Las pequeñas y medianas empresas ya no pueden limitarse a adoptar un marco de ciberseguridad por su popularidad o para cumplir un requisito formal. La irrupción de nuevas normativas, la expansión de la inteligencia artificial y la llegada de los estándares de criptografía poscuántica han transformado el escenario, obligando a las organizaciones a revisar sus estrategias de protección digital, según un informe de IDC.
La consultora identifica cuatro cambios que han redefinido el panorama desde 2022. Entre ellos destacan la actualización del marco NIST CSF 2.0, que sitúa la ciberseguridad como una responsabilidad de los consejos de administración; la entrada en vigor del reglamento europeo DORA para el sector financiero; la publicación de los primeros estándares de criptografía poscuántica por parte del NIST y la aparición de nuevos riesgos asociados a la implantación de herramientas de inteligencia artificial generativa y agentes autónomos.

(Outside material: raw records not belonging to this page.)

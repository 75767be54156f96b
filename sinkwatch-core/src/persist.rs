// Persisting page scans into the store

use crate::data::Database;
use crate::error::Result;
use crate::model::{BulkReport, EndpointObservation, PageRecord, UpsertOutcome};
use chrono::{DateTime, Utc};
use serde::Serialize;
use sinkwatch_scanner::PageScan;
use sinkwatch_scanner::origin::{build_externals, categorize, group_paths, split_internal_external};
use tracing::{info, warn};

/// What one `save_scan` call wrote.
#[derive(Debug, Clone, Serialize)]
pub struct SaveReport {
    pub site_id: String,
    pub url_norm: String,
    pub page: UpsertOutcome,
    pub endpoints_inserted: usize,
    pub endpoints_updated: usize,
    pub sinks_inserted: usize,
    pub sinks_updated: usize,
    pub external_sites: usize,
    /// `"<key> -> <reason>"` for each item the store rejected.
    pub failures: Vec<String>,
}

fn failures(report: &BulkReport) -> impl Iterator<Item = String> + '_ {
    report.failed().into_iter().map(|item| match &item.outcome {
        Err(reason) => format!("{} -> {}", item.key, reason),
        Ok(_) => item.key.clone(),
    })
}

/// Writes the site, page, internal endpoints and sink findings of one scan.
///
/// Site and page failures abort with the store error. Endpoint and sink
/// writes are best effort and their per-item failures land in
/// [`SaveReport::failures`].
pub fn save_scan(db: &Database, scan: &PageScan, now: DateTime<Utc>) -> Result<SaveReport> {
    let target = &scan.target;
    let host = target.host.as_str();

    let (endpoints, ext_endpoints) = split_internal_external(&scan.endpoints, host);
    let (resources, ext_resources) = split_internal_external(&scan.resources, host);
    let (script_urls, ext_scripts) = split_internal_external(&scan.script_urls, host);
    let externals = build_externals(&ext_endpoints, &ext_resources, &ext_scripts);

    let display_url = format!("{}://{}", target.scheme, target.site_id);
    db.upsert_site(&target.site_id, &display_url, host, now)
        .inspect_err(|e| warn!("Failed to save site {}: {}", target.site_id, e))?;

    let page = PageRecord {
        site_id: target.site_id.clone(),
        url_norm: target.url_norm.clone(),
        url: target.raw.clone(),
        scheme: target.scheme.clone(),
        host: host.to_string(),
        path: target.path.clone(),
        endpoint_groups: group_paths(&endpoints, host),
        resource_groups: group_paths(&resources, host),
        endpoints,
        resources,
        script_urls,
        externals,
        scanned_at: scan.scanned_at,
        created_at: now,
    };
    let page_outcome = db
        .upsert_page(&page)
        .inspect_err(|e| warn!("Failed to save page {}: {}", page.url_norm, e))?;

    let observations: Vec<EndpointObservation> = page
        .endpoints
        .iter()
        .map(|endpoint| EndpointObservation {
            site_id: page.site_id.clone(),
            endpoint: endpoint.clone(),
            host: host.to_string(),
            page_url: page.url_norm.clone(),
            category: categorize(host, endpoint),
        })
        .collect();
    let endpoint_report = db.upsert_endpoints(&observations, now);
    let sink_report = db.upsert_sinks(&scan.sinks);

    let report = SaveReport {
        site_id: page.site_id.clone(),
        url_norm: page.url_norm.clone(),
        page: page_outcome,
        endpoints_inserted: endpoint_report.inserted(),
        endpoints_updated: endpoint_report.updated(),
        sinks_inserted: sink_report.inserted(),
        sinks_updated: sink_report.updated(),
        external_sites: page.externals.len(),
        failures: failures(&endpoint_report).chain(failures(&sink_report)).collect(),
    };

    info!(
        "Saved {}: {} new / {} seen endpoints, {} new / {} repeated sinks, {} external sites",
        report.url_norm,
        report.endpoints_inserted,
        report.endpoints_updated,
        report.sinks_inserted,
        report.sinks_updated,
        report.external_sites
    );
    if !report.failures.is_empty() {
        warn!("{} items of {} were not saved", report.failures.len(), report.url_norm);
    }

    Ok(report)
}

Para las empresas, especialmente las pymes, la elección del marco de ciberseguridad deja de ser una decisión exclusivamente tecnológica para convertirse en una cuestión de gestión del riesgo. IDC advierte de que adoptar un modelo demasiado complejo para el nivel de madurez de la organización puede resultar menos eficaz que implantar un sistema más sencillo, pero correctamente adaptado. La recomendación es que la decisión involucre a las áreas jurídica, financiera, de cumplimiento normativo y a la dirección de la empresa.
En el caso de las pequeñas empresas no sujetas a regulación específica, la consultora aconseja comenzar con marcos básicos como CIS Controls v8 (Implementation Group 1), diseñados para organizaciones con recursos limitados y fácilmente escalables conforme crece el negocio. Las compañías con programas de ciberseguridad más desarrollados o mayor exposición a amenazas deberían evolucionar hacia estándares como NIST CSF 2.0 o ISO 27001:2022, que incorporan funciones de gobierno y supervisión al máximo nivel.
IDC subraya además que la inteligencia artificial y la computación cuántica introducen riesgos que hace apenas tres años no formaban parte de las estrategias empresariales. La generalización de modelos de lenguaje y sistemas de IA aumenta la exposición a ataques como el phishing automatizado, la manipulación de modelos o las inyecciones de instrucciones maliciosas. Al mismo tiempo, la amenaza conocida como harvest now, decrypt later obliga a las organizaciones que manejan información sensible a comenzar desde ahora la planificación de la transición hacia algoritmos criptográficos resistentes a la computación cuántica.
Otro de los aspectos que cobra protagonismo es la gestión de proveedores. IDC considera que las empresas deberán reforzar el control sobre terceros y automatizar el cumplimiento normativo mediante plataformas de gobernanza, riesgo y cumplimiento (GRC), ya que la recopilación manual de evidencias resulta cada vez más inviable para responder simultáneamente a marcos como NIST CSF 2.0, ISO 27001 o DORA. La consultora recomienda desarrollar hojas de ruta a cinco años, priorizando las inversiones en función del riesgo y revisando la estrategia de forma anual.